# Betta Tankmates



## AshyBoon (Sep 4, 2012)

Hello there,
I have a 20 gallon tank that I am setting up rather soon with the intention of having a beautiful blue and red male betta fish that I've had my eye on in the tank. I'd like to have some live aquarium plants and didn't know if there are any recommendations on plants for betta fish, so if anyone has reccomendations on plants, I'd love to see them. =)
On to my main question: I have a list of fish that I would like to add in with the betta, and would like everyones' opinions on them, please.
Mollies, the silver or black variety or a mixture, but no dalmations.
Platies, Mickey Mouse or Gold Twin-barred varieties.
Velvet Wag Swordtails.
Danios, the Zebra or White Cloud varieties.
Cherry Barbs.
Jumbo Neon Tetras.
Also, I've read a couple of different snails are compatible with bettas, are mystery snails compatible?

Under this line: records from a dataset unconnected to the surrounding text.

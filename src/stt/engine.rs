//! Seam for external streaming recognition engines.

use crate::audio::queue::AudioFrame;
use crate::error::Result;
use std::collections::VecDeque;
use std::sync::Arc;
use std::sync::atomic::{AtomicUsize, Ordering};

/// Result of feeding one frame to a streaming recognizer.
#[derive(Debug, Clone, PartialEq, Eq)]
pub enum EngineOutput {
    /// The engine is still accumulating; no utterance boundary yet.
    Pending,
    /// The engine closed an utterance and produced its final text.
    Finalized(String),
}

/// Streaming speech recognizer fed frame by frame.
///
/// Implementations wrap an external decoder (Vosk, Whisper streaming, a
/// network service). `reset` discards any partial utterance state; it is
/// called around pause/resume transitions so text never straddles a pause.
pub trait RecognitionEngine: Send {
    /// Feeds one frame; returns finalized text when the engine detects an
    /// utterance boundary.
    fn accept(&mut self, frame: &AudioFrame) -> Result<EngineOutput>;

    /// Discards partial utterance state.
    fn reset(&mut self);
}

/// Scripted engine for tests.
///
/// Each call to `accept` pops the next scripted result; once the script is
/// exhausted every frame yields [`EngineOutput::Pending`]. Reset calls are
/// counted on a shared handle so tests can observe them after the engine
/// moves into a session.
pub struct MockRecognitionEngine {
    script: VecDeque<Result<EngineOutput>>,
    resets: Arc<AtomicUsize>,
    accepted: Arc<AtomicUsize>,
}

impl MockRecognitionEngine {
    pub fn new() -> Self {
        Self {
            script: VecDeque::new(),
            resets: Arc::new(AtomicUsize::new(0)),
            accepted: Arc::new(AtomicUsize::new(0)),
        }
    }

    /// Appends a finalized-text result to the script.
    pub fn push_finalized(&mut self, text: &str) {
        self.script.push_back(Ok(EngineOutput::Finalized(text.to_string())));
    }

    /// Appends a pending result to the script.
    pub fn push_pending(&mut self) {
        self.script.push_back(Ok(EngineOutput::Pending));
    }

    /// Appends an error result to the script.
    pub fn push_error(&mut self, error: crate::error::VoicegateError) {
        self.script.push_back(Err(error));
    }

    /// Shared counter of `reset` calls.
    pub fn resets_handle(&self) -> Arc<AtomicUsize> {
        Arc::clone(&self.resets)
    }

    /// Shared counter of `accept` calls.
    pub fn accepted_handle(&self) -> Arc<AtomicUsize> {
        Arc::clone(&self.accepted)
    }
}

impl Default for MockRecognitionEngine {
    fn default() -> Self {
        Self::new()
    }
}

impl RecognitionEngine for MockRecognitionEngine {
    fn accept(&mut self, _frame: &AudioFrame) -> Result<EngineOutput> {
        self.accepted.fetch_add(1, Ordering::SeqCst);
        self.script.pop_front().unwrap_or(Ok(EngineOutput::Pending))
    }

    fn reset(&mut self) {
        self.resets.fetch_add(1, Ordering::SeqCst);
    }
}
//! Consumer sessions: streaming command recognition and silence-gated
//! utterance recording. Exactly one session consumes the capture device at
//! a time; the coordinator enforces this with a shared device lock.

pub mod recognizer;
pub mod recorder;

pub use recognizer::{PausePolicy, StreamingRecognitionSession};
pub use recorder::{RecorderConfig, RecordingArtifact, SilenceGatedRecorder};

use std::thread::JoinHandle;
use std::time::{Duration, Instant};

/// Shared lock serializing device open/close across sessions.
pub type DeviceLock = std::sync::Arc<std::sync::Mutex<()>>;

/// Waits for a worker thread to finish, up to `timeout`.
///
/// Polls `is_finished` so a wedged worker cannot block shutdown forever.
/// Returns false when the deadline passes with the thread still running;
/// the handle is dropped and the thread detached in that case.
pub(crate) fn join_with_deadline(handle: JoinHandle<()>, timeout: Duration) -> bool {
    let deadline = Instant::now() + timeout;
    while Instant::now() < deadline {
        if handle.is_finished() {
            if let Err(e) = handle.join() {
                tracing::warn!("worker thread panicked: {:?}", e);
            }
            return true;
        }
        std::thread::sleep(Duration::from_millis(10));
    }
    tracing::warn!("worker thread did not stop within {:?}, detaching", timeout);
    false
}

Thanks everyone for your time and help =) :fish-in-bowl:


----------



## NeonShark666 (Dec 13, 2010)

Any fish the size or small than a betta will get along fine. Bettas stay near the top, especially the males, so you need to get some bottom feeders that will clean up any food tha drifts to the bottom. Good candidates include Corys, Otos, Small Plecos and Mystery Snails.


----------



## majerah1 (Oct 29, 2010)

In my experience bettas go al over, not just the top... If they see any fish thats brightly colored theres a chance of giving chase. If the other fish is short finned and fast its usually not that much of an issue unless he doesnt give up easily. So the neons, while possible depends alot on the male. Mollies see the fins as lunch and are prone to nipping so keep this in mind. Danios like the cooler side of things so I wouldnt do that one because they are more compatible with goldfish and cold water fishes. 

I have had the head and tail light and glo light tetras with my bettas. They are like neons but not as bright in the color department and the betta didnt mind them. I also house harlequins with mine and they dont bother them either as they move too fast.

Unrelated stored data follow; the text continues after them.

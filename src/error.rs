//! Error types for voicegate.

use thiserror::Error;

#[derive(Error, Debug)]
pub enum VoicegateError {
    // Configuration errors
    #[error("Configuration file not found at {path}")]
    ConfigFileNotFound { path: String },

    #[error("Invalid configuration value for {key}: {message}")]
    ConfigInvalidValue { key: String, message: String },

    #[error("Configuration error: {0}")]
    Config(#[from] toml::de::Error),

    // Device errors are retried a bounded number of times, then fatal
    #[error("Audio device not found: {device}")]
    DeviceNotFound { device: String },

    #[error("Audio device failure: {message}")]
    Device { message: String },

    // Recognition-engine output malformed: logged, frame skipped
    #[error("Recognizer output malformed: {message}")]
    Decode { message: String },

    // User-supplied callback failed: caught at the call site, logged
    #[error("Command handler failed: {message}")]
    Handler { message: String },

    // Artifact persistence/delivery errors
    #[error("Recording artifact error: {message}")]
    Artifact { message: String },

    // General I/O errors
    #[error("I/O error: {0}")]
    Io(#[from] std::io::Error),

    // Generic error for cases not covered above
    #[error("{0}")]
    Other(String),
}

// Type alias for convenience
pub type Result<T> = std::result::Result<T, VoicegateError>;
//! Microphone capture using CPAL (Cross-Platform Audio Library).
//!
//! The capture layer owns the input device exclusively. A backend is opened
//! with a [`FrameQueue`] sink; the stream callback slices incoming samples
//! into fixed blocks and enqueues them, and does nothing else.

use crate::audio::queue::{AudioFrame, FrameQueue};
use crate::defaults;
use crate::error::{Result, VoicegateError};
use cpal::traits::{DeviceTrait, HostTrait, StreamTrait};
use std::sync::Arc;
use std::sync::atomic::{AtomicU64, Ordering};
use std::time::Duration;

/// Run a closure with stderr temporarily redirected to /dev/null.
///
/// This suppresses noisy ALSA/JACK/PipeWire messages that CPAL triggers
/// when probing audio backends. The messages are harmless but confusing to users.
///
/// # Safety
/// Uses `libc::dup`/`libc::dup2` to save and restore file descriptor 2 (stderr).
/// Safe as long as no other thread is concurrently manipulating fd 2.
fn with_suppressed_stderr<F, R>(f: F) -> R
where
    F: FnOnce() -> R,
{
    unsafe {
        let saved_fd = libc::dup(2);
        let devnull = libc::open(c"/dev/null".as_ptr(), libc::O_WRONLY);
        if saved_fd >= 0 && devnull >= 0 {
            libc::dup2(devnull, 2);
            libc::close(devnull);
        }

        let result = f();

        if saved_fd >= 0 {
            libc::dup2(saved_fd, 2);
            libc::close(saved_fd);
        }

        result
    }
}

/// Sample format requested from the device.
#[derive(Debug, Clone, Copy, PartialEq, Eq, serde::Serialize, serde::Deserialize)]
#[serde(rename_all = "lowercase")]
pub enum SampleFormat {
    I16,
    F32,
}

impl Default for SampleFormat {
    fn default() -> Self {
        Self::I16
    }
}

/// Parameters for opening a capture session.
#[derive(Debug, Clone)]
pub struct CaptureConfig {
    /// Index into the host's input-device enumeration; `None` selects the
    /// first input-capable device.
    pub device_index: Option<usize>,
    /// Requested sample rate in Hz; `None` uses the device default.
    pub sample_rate: Option<u32>,
    pub channels: u16,
    /// Samples per frame delivered to the sink.
    pub block_size: u32,
    pub sample_format: SampleFormat,
}

impl Default for CaptureConfig {
    fn default() -> Self {
        Self {
            device_index: None,
            sample_rate: None,
            channels: defaults::CHANNELS,
            block_size: defaults::LISTEN_BLOCK_SIZE,
            sample_format: SampleFormat::I16,
        }
    }
}

/// Negotiated parameters of an open capture session.
#[derive(Debug, Clone, Copy, PartialEq, Eq)]
pub struct SessionInfo {
    pub sample_rate: u32,
    pub channels: u16,
}

/// Seam between the sessions and the audio hardware.
///
/// `open` starts delivering frames to `sink` and returns the negotiated
/// session parameters. `close` is idempotent; closing a backend that is not
/// open is a no-op.
pub trait CaptureBackend: Send {
    fn open(&mut self, sink: FrameQueue) -> Result<SessionInfo>;
    fn close(&mut self);
    fn is_open(&self) -> bool;
}

/// List input-capable device names in enumeration order.
pub fn list_input_devices() -> Result<Vec<String>> {
    let devices = with_suppressed_stderr(|| {
        let host = cpal::default_host();
        host.input_devices()
    })
    .map_err(|e| VoicegateError::Device {
        message: format!("Failed to enumerate input devices: {}", e),
    })?;

    let mut names = Vec::new();
    for device in devices {
        if let Ok(name) = device.name() {
            names.push(name);
        }
    }
    Ok(names)
}

/// Wrapper for cpal::Stream to make it Send.
///
/// SAFETY: The stream is only touched by the thread that owns the backend;
/// play/pause/drop are called synchronously from that thread.
struct SendableStream(cpal::Stream);

unsafe impl Send for SendableStream {}

/// Real capture backend over CPAL.
///
/// Opening resolves the device and sample rate, builds an input stream with
/// a fixed buffer size, and starts it. The stream callback accumulates
/// samples and pushes complete blocks to the sink; a partial tail block is
/// held until it fills. Open failures are retried a bounded number of times
/// with a fixed backoff before becoming fatal.
pub struct CpalBackend {
    config: CaptureConfig,
    stream: Option<SendableStream>,
    info: Option<SessionInfo>,
}

impl CpalBackend {
    pub fn new(config: CaptureConfig) -> Self {
        Self {
            config,
            stream: None,
            info: None,
        }
    }

    fn select_device(&self) -> Result<cpal::Device> {
        with_suppressed_stderr(|| {
            let host = cpal::default_host();
            let devices = host.input_devices().map_err(|e| VoicegateError::Device {
                message: format!("Failed to enumerate input devices: {}", e),
            })?;

            match self.config.device_index {
                Some(index) => devices.into_iter().nth(index).ok_or_else(|| {
                    VoicegateError::DeviceNotFound {
                        device: format!("input device index {}", index),
                    }
                }),
                // First input-capable device, matching the order the
                // `devices` listing shows.
                None => devices.into_iter().next().ok_or_else(|| {
                    VoicegateError::DeviceNotFound {
                        device: "any input device".to_string(),
                    }
                }),
            }
        })
    }

    fn open_once(&mut self, sink: FrameQueue) -> Result<SessionInfo> {
        let device = self.select_device()?;

        let sample_rate = match self.config.sample_rate {
            Some(rate) => rate,
            None => {
                let default_config =
                    device
                        .default_input_config()
                        .map_err(|e| VoicegateError::Device {
                            message: format!("Failed to query default input config: {}", e),
                        })?;
                default_config.sample_rate().0
            }
        };

        let stream_config = cpal::StreamConfig {
            channels: self.config.channels,
            sample_rate: cpal::SampleRate(sample_rate),
            buffer_size: cpal::BufferSize::Fixed(self.config.block_size),
        };

        let err_callback = |err| {
            tracing::warn!("audio stream error: {}", err);
        };

        let block_size = self.config.block_size as usize;
        let seq = Arc::new(AtomicU64::new(0));
        let mut pending: Vec<i16> = Vec::with_capacity(block_size);

        let stream = match self.config.sample_format {
            SampleFormat::I16 => device
                .build_input_stream(
                    &stream_config,
                    move |data: &[i16], _: &cpal::InputCallbackInfo| {
                        pending.extend_from_slice(data);
                        while pending.len() >= block_size {
                            let block: Vec<i16> = pending.drain(..block_size).collect();
                            let n = seq.fetch_add(1, Ordering::Relaxed);
                            sink.push(AudioFrame::new(n, block));
                        }
                    },
                    err_callback,
                    None,
                )
                .map_err(|e| VoicegateError::Device {
                    message: format!("Failed to build i16 input stream: {}", e),
                })?,
            SampleFormat::F32 => device
                .build_input_stream(
                    &stream_config,
                    move |data: &[f32], _: &cpal::InputCallbackInfo| {
                        pending.extend(
                            data.iter()
                                .map(|&s| (s.clamp(-1.0, 1.0) * i16::MAX as f32) as i16),
                        );
                        while pending.len() >= block_size {
                            let block: Vec<i16> = pending.drain(..block_size).collect();
                            let n = seq.fetch_add(1, Ordering::Relaxed);
                            sink.push(AudioFrame::new(n, block));
                        }
                    },
                    err_callback,
                    None,
                )
                .map_err(|e| VoicegateError::Device {
                    message: format!("Failed to build f32 input stream: {}", e),
                })?,
        };

        stream.play().map_err(|e| VoicegateError::Device {
            message: format!("Failed to start input stream: {}", e),
        })?;

        let info = SessionInfo {
            sample_rate,
            channels: self.config.channels,
        };
        self.stream = Some(SendableStream(stream));
        self.info = Some(info);
        Ok(info)
    }
}

impl CaptureBackend for CpalBackend {
    fn open(&mut self, sink: FrameQueue) -> Result<SessionInfo> {
        if let Some(info) = self.info
            && self.stream.is_some()
        {
            return Ok(info);
        }

        let mut last_err = None;
        for attempt in 1..=defaults::OPEN_RETRIES {
            match self.open_once(sink.clone()) {
                Ok(info) => return Ok(info),
                Err(e @ VoicegateError::DeviceNotFound { .. }) => return Err(e),
                Err(e) => {
                    tracing::warn!(
                        "capture open attempt {}/{} failed: {}",
                        attempt,
                        defaults::OPEN_RETRIES,
                        e
                    );
                    last_err = Some(e);
                    if attempt < defaults::OPEN_RETRIES {
                        std::thread::sleep(Duration::from_millis(defaults::OPEN_RETRY_DELAY_MS));
                    }
                }
            }
        }
        Err(last_err.unwrap_or_else(|| VoicegateError::Device {
            message: "capture open failed".to_string(),
        }))
    }

    fn close(&mut self) {
        if let Some(stream) = self.stream.take() {
            if let Err(e) = stream.0.pause() {
                tracing::warn!("failed to pause input stream on close: {}", e);
            }
        }
        self.info = None;
    }

    fn is_open(&self) -> bool {
        self.stream.is_some()
    }
}

/// Scripted capture backend for tests. Frames queued with `enqueue_frames`
/// are delivered to the sink when `open` is called.
pub struct MockCaptureBackend {
    info: SessionInfo,
    frames: Vec<AudioFrame>,
    fail_open: bool,
    open: bool,
    open_count: usize,
    close_count: usize,
}

impl MockCaptureBackend {
    pub fn new() -> Self {
        Self {
            info: SessionInfo {
                sample_rate: defaults::RECORD_SAMPLE_RATE,
                channels: defaults::CHANNELS,
            },
            frames: Vec::new(),
            fail_open: false,
            open: false,
            open_count: 0,
            close_count: 0,
        }
    }

    pub fn with_session_info(mut self, info: SessionInfo) -> Self {
        self.info = info;
        self
    }

    pub fn with_frames(mut self, frames: Vec<AudioFrame>) -> Self {
        self.frames = frames;
        self
    }

    pub fn with_open_failure(mut self) -> Self {
        self.fail_open = true;
        self
    }

    pub fn open_count(&self) -> usize {
        self.open_count
    }

    pub fn close_count(&self) -> usize {
        self.close_count
    }
}

impl Default for MockCaptureBackend {
    fn default() -> Self {
        Self::new()
    }
}

impl CaptureBackend for MockCaptureBackend {
    fn open(&mut self, sink: FrameQueue) -> Result<SessionInfo> {
        self.open_count += 1;
        if self.fail_open {
            return Err(VoicegateError::Device {
                message: "mock open failure".to_string(),
            });
        }
        for frame in self.frames.drain(..) {
            sink.push(frame);
        }
        self.open = true;
        Ok(self.info)
    }

    fn close(&mut self) {
        if self.open {
            self.close_count += 1;
            self.open = false;
        }
    }

    fn is_open(&self) -> bool {
        self.open
    }
}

Cories are good or a bristlenose pleco.


----------



## AshyBoon (Sep 4, 2012)

Thank you both. =) Does anyone have opinions on the platies? I'm pretty interested in those.


----------



## navigator black (Jan 3, 2012)

Mollies, platies and swordtails eat plant matter, and Betta fins look like plants. Sometimes, there is nipping - not always.
Zebras are too jittery for Bettas, and they nip. Jumbo neon tetras are just old neon tetras...

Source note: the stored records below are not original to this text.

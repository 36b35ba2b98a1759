//! Deferred sync: writes made while offline are queued and replayed when
//! the host signals that connectivity is back.

use async_trait::async_trait;
use chrono::{DateTime, Utc};
use color_eyre::{eyre::eyre, Report, Result};
use rand::Rng;
use serde::{Deserialize, Serialize};
use std::fmt;
use std::str::FromStr;
use std::sync::Arc;
use std::time::Duration;
use thiserror::Error;
use tokio::sync::Mutex;
use tracing::{debug, info, warn};

/// Tag under which time entry writes are queued.
pub const TIME_ENTRY_SYNC: &str = "time-entry-sync";

#[derive(Debug, Clone, Copy, PartialEq, Eq, Serialize, Deserialize)]
#[serde(rename_all = "UPPERCASE")]
pub enum WriteMethod {
  Post,
  Put,
  Delete,
}

impl WriteMethod {
  pub fn as_str(&self) -> &'static str {
    match self {
      Self::Post => "POST",
      Self::Put => "PUT",
      Self::Delete => "DELETE",
    }
  }
}

impl fmt::Display for WriteMethod {
  fn fmt(&self, f: &mut fmt::Formatter<'_>) -> fmt::Result {
    f.write_str(self.as_str())
  }
}

impl FromStr for WriteMethod {
  type Err = Report;

  fn from_str(s: &str) -> Result<Self> {
    match s {
      "POST" => Ok(Self::Post),
      "PUT" => Ok(Self::Put),
      "DELETE" => Ok(Self::Delete),
      other => Err(eyre!("Unsupported queued method '{}'", other)),
    }
  }
}

/// A backend write waiting to be sent.
#[derive(Debug, Clone, PartialEq, Serialize, Deserialize)]
pub struct PendingWrite {
  pub method: WriteMethod,
  /// Path relative to the API base, e.g. `/entries/4`
  pub path: String,
  pub body: Option<serde_json::Value>,
}

impl PendingWrite {
  pub fn new(method: WriteMethod, path: impl Into<String>, body: Option<serde_json::Value>) -> Self {
    Self {
      method,
      path: path.into(),
      body,
    }
  }
}

impl fmt::Display for PendingWrite {
  fn fmt(&self, f: &mut fmt::Formatter<'_>) -> fmt::Result {
    write!(f, "{} {}", self.method, self.path)
  }
}

/// A write as stored in the outbox.
#[derive(Debug, Clone, PartialEq)]
pub struct QueuedWrite {
  pub id: i64,
  pub tag: String,
  pub write: PendingWrite,
  /// Failed attempts so far, across signals
  pub attempts: u32,
  pub last_error: Option<String>,
  pub queued_at: DateTime<Utc>,
}

/// Persistence for sync registrations and the outbox.
pub trait SyncStorage: Send + Sync {
  /// Record intent to sync under `tag`. Registering twice is a no-op.
  fn register_tag(&self, tag: &str) -> Result<()>;

  fn registered_tags(&self) -> Result<Vec<String>>;

  /// Remove a registration. Returns false if it was not registered.
  fn take_tag(&self, tag: &str) -> Result<bool>;

  fn enqueue_write(&self, tag: &str, write: &PendingWrite) -> Result<i64>;

  /// Queued writes for `tag`, oldest first.
  fn queued_writes(&self, tag: &str) -> Result<Vec<QueuedWrite>>;

  fn remove_write(&self, id: i64) -> Result<()>;

  /// Add `attempts` to the failure count and remember the last error.
  fn record_failure(&self, id: i64, attempts: u32, error: &str) -> Result<()>;
}

/// Why a replay did not go through.
#[derive(Error, Debug)]
pub enum ReplayError {
  /// Worth trying again later (offline, timeout, server error)
  #[error("transient failure: {0}")]
  Transient(String),

  /// The backend refused the write; retrying cannot help
  #[error("rejected: {0}")]
  Rejected(String),
}

/// Sends a queued write to the backend.
#[async_trait]
pub trait Replayer: Send + Sync {
  async fn replay(&self, write: &PendingWrite) -> std::result::Result<(), ReplayError>;
}

/// Bounded exponential backoff, optionally jittered.
#[derive(Debug, Clone, PartialEq, Eq)]
pub struct RetryPolicy {
  /// Attempts per write per sync signal (at least one is always made)
  pub max_attempts: u32,
  pub base_delay: Duration,
  pub max_delay: Duration,
  pub jitter: bool,
}

impl Default for RetryPolicy {
  fn default() -> Self {
    Self {
      max_attempts: 3,
      base_delay: Duration::from_millis(500),
      max_delay: Duration::from_secs(10),
      jitter: true,
    }
  }
}

impl RetryPolicy {
  /// A single attempt with no waiting.
  pub fn once() -> Self {
    Self {
      max_attempts: 1,
      base_delay: Duration::ZERO,
      max_delay: Duration::ZERO,
      jitter: false,
    }
  }

  /// Un-jittered delay after the `failures`-th failed attempt:
  /// `base * 2^(failures - 1)`, capped at `max_delay`.
  pub fn backoff(&self, failures: u32) -> Duration {
    let exponent = failures.saturating_sub(1).min(31);
    self
      .base_delay
      .saturating_mul(1u32 << exponent)
      .min(self.max_delay)
  }

  /// Delay to actually wait; with jitter it is drawn from
  /// `[backoff / 2, backoff]`.
  pub fn delay(&self, failures: u32) -> Duration {
    let backoff = self.backoff(failures);
    if !self.jitter || backoff.is_zero() {
      return backoff;
    }

    let upper = backoff.as_millis() as u64;
    let millis = rand::rng().random_range(upper / 2..=upper);
    Duration::from_millis(millis)
  }

  fn attempts(&self) -> u32 {
    self.max_attempts.max(1)
  }
}

/// Outcome of one sync signal.
#[derive(Debug, Clone, Default, PartialEq, Eq)]
pub struct SyncReport {
  pub tag: String,
  /// The tag is not one this worker handles
  pub ignored: bool,
  /// Queue ids sent successfully
  pub replayed: Vec<i64>,
  /// Queue ids the backend rejected, with the reason; removed from the queue
  pub dropped: Vec<(i64, String)>,
  /// Queue ids still waiting after exhausting their attempts
  pub pending: Vec<i64>,
}

enum ReplayOutcome {
  Sent,
  Rejected(String),
  Pending { failures: u32, error: String },
}

/// Deferred-sync queue backed by persistent storage.
pub struct SyncQueue<Q: SyncStorage> {
  storage: Arc<Q>,
  replayer: Arc<dyn Replayer>,
  policy: RetryPolicy,
  /// Held for the whole of a sync so overlapping signals never replay the
  /// same write twice
  syncing: Mutex<()>,
}

impl<Q: SyncStorage> SyncQueue<Q> {
  pub fn new(storage: Arc<Q>, replayer: Arc<dyn Replayer>, policy: RetryPolicy) -> Self {
    Self {
      storage,
      replayer,
      policy,
      syncing: Mutex::new(()),
    }
  }

  pub fn register(&self, tag: &str) -> Result<()> {
    debug!(tag, "sync registered");
    self.storage.register_tag(tag)
  }

  pub fn registered_tags(&self) -> Result<Vec<String>> {
    self.storage.registered_tags()
  }

  /// Persist a time entry write and register the sync that will send it.
  pub fn enqueue(&self, write: &PendingWrite) -> Result<i64> {
    let id = self.storage.enqueue_write(TIME_ENTRY_SYNC, write)?;
    self.register(TIME_ENTRY_SYNC)?;
    info!(id, %write, "write queued for sync");
    Ok(id)
  }

  pub fn pending(&self) -> Result<Vec<QueuedWrite>> {
    self.storage.queued_writes(TIME_ENTRY_SYNC)
  }

  /// React to the host's sync signal.
  ///
  /// The registration is consumed exactly once: signals are handled one at
  /// a time, and one that finds no registration does nothing. Each queued
  /// write is replayed in order under the retry policy; if any remain
  /// afterwards the tag is registered again so the next signal picks them up.
  pub async fn on_sync_signal(&self, tag: &str) -> Result<SyncReport> {
    let mut report = SyncReport {
      tag: tag.to_string(),
      ..Default::default()
    };

    if tag != TIME_ENTRY_SYNC {
      debug!(tag, "ignoring unknown sync tag");
      report.ignored = true;
      return Ok(report);
    }

    let _syncing = self.syncing.lock().await;
    if !self.storage.take_tag(tag)? {
      debug!(tag, "no sync registered, nothing to replay");
      return Ok(report);
    }

    let queued = self.storage.queued_writes(tag)?;
    info!(tag, queued = queued.len(), "syncing queued writes");

    for item in queued {
      match self.replay(&item.write).await {
        ReplayOutcome::Sent => {
          self.storage.remove_write(item.id)?;
          report.replayed.push(item.id);
        }
        ReplayOutcome::Rejected(reason) => {
          warn!(id = item.id, write = %item.write, %reason, "queued write rejected, dropping");
          self.storage.remove_write(item.id)?;
          report.dropped.push((item.id, reason));
        }
        ReplayOutcome::Pending { failures, error } => {
          warn!(id = item.id, write = %item.write, %error, "queued write still failing");
          self.storage.record_failure(item.id, failures, &error)?;
          report.pending.push(item.id);
        }
      }
    }

    if !report.pending.is_empty() {
      self.storage.register_tag(tag)?;
    }

    info!(
      tag,
      replayed = report.replayed.len(),
      dropped = report.dropped.len(),
      pending = report.pending.len(),
      "sync finished"
    );

    Ok(report)
  }

  async fn replay(&self, write: &PendingWrite) -> ReplayOutcome {
    let attempts = self.policy.attempts();
    let mut failures = 0;

    loop {
      match self.replayer.replay(write).await {
        Ok(()) => return ReplayOutcome::Sent,
        Err(ReplayError::Rejected(reason)) => return ReplayOutcome::Rejected(reason),
        Err(ReplayError::Transient(error)) => {
          failures += 1;
          if failures >= attempts {
            return ReplayOutcome::Pending { failures, error };
          }

          let delay = self.policy.delay(failures);
          debug!(%write, failures, ?delay, "retrying queued write");
          tokio::time::sleep(delay).await;
        }
      }
    }
  }
}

Can I suggest you look at harlequin Rasboras, which like the same warm water as Bettas? They look fantastic together, and get along great. Corydoras cats are possible, as are glowlights, black neons, neons, cardinals and most platies. 

You could have nipping with platies, but I always mixed the two without problems. Mollies and swordtails didn't work out as well with Bettas. I love them both, but maybe one in three will bother a Betta. Maybe one in twenty platies will. bettas are mean, grumpy and slow, so platies will generally learn to give them a wide berth.


----------



## RonB (Nov 7, 2011)

navigator black said:


> Can I suggest you look at harlequin Rasboras, which like the same warm water as Bettas? They look fantastic together, and get along great.


Good sugestion. I'm 50 and never had them before untill about 1 yr ago. They just didn't really do anything for me. I'm glad I got them. With the right setup the look good and they are peacefull.


----------



## SilentPlanet (Jul 18, 2012)

I once had a 12 gal. tank that I kept a male betta, two neon dwarf gourami, and three bloodfin tetras. I put a TON of some kind of aquatic grass and some ferns and never once had a problem with that tank.
I have had gourami that just would not get along with any fish, but the dwarfs were always peaceful. I also found that the betta and gourami were much more active in that tank with an air stone that slightly agitates the water.
Good Luck!


----------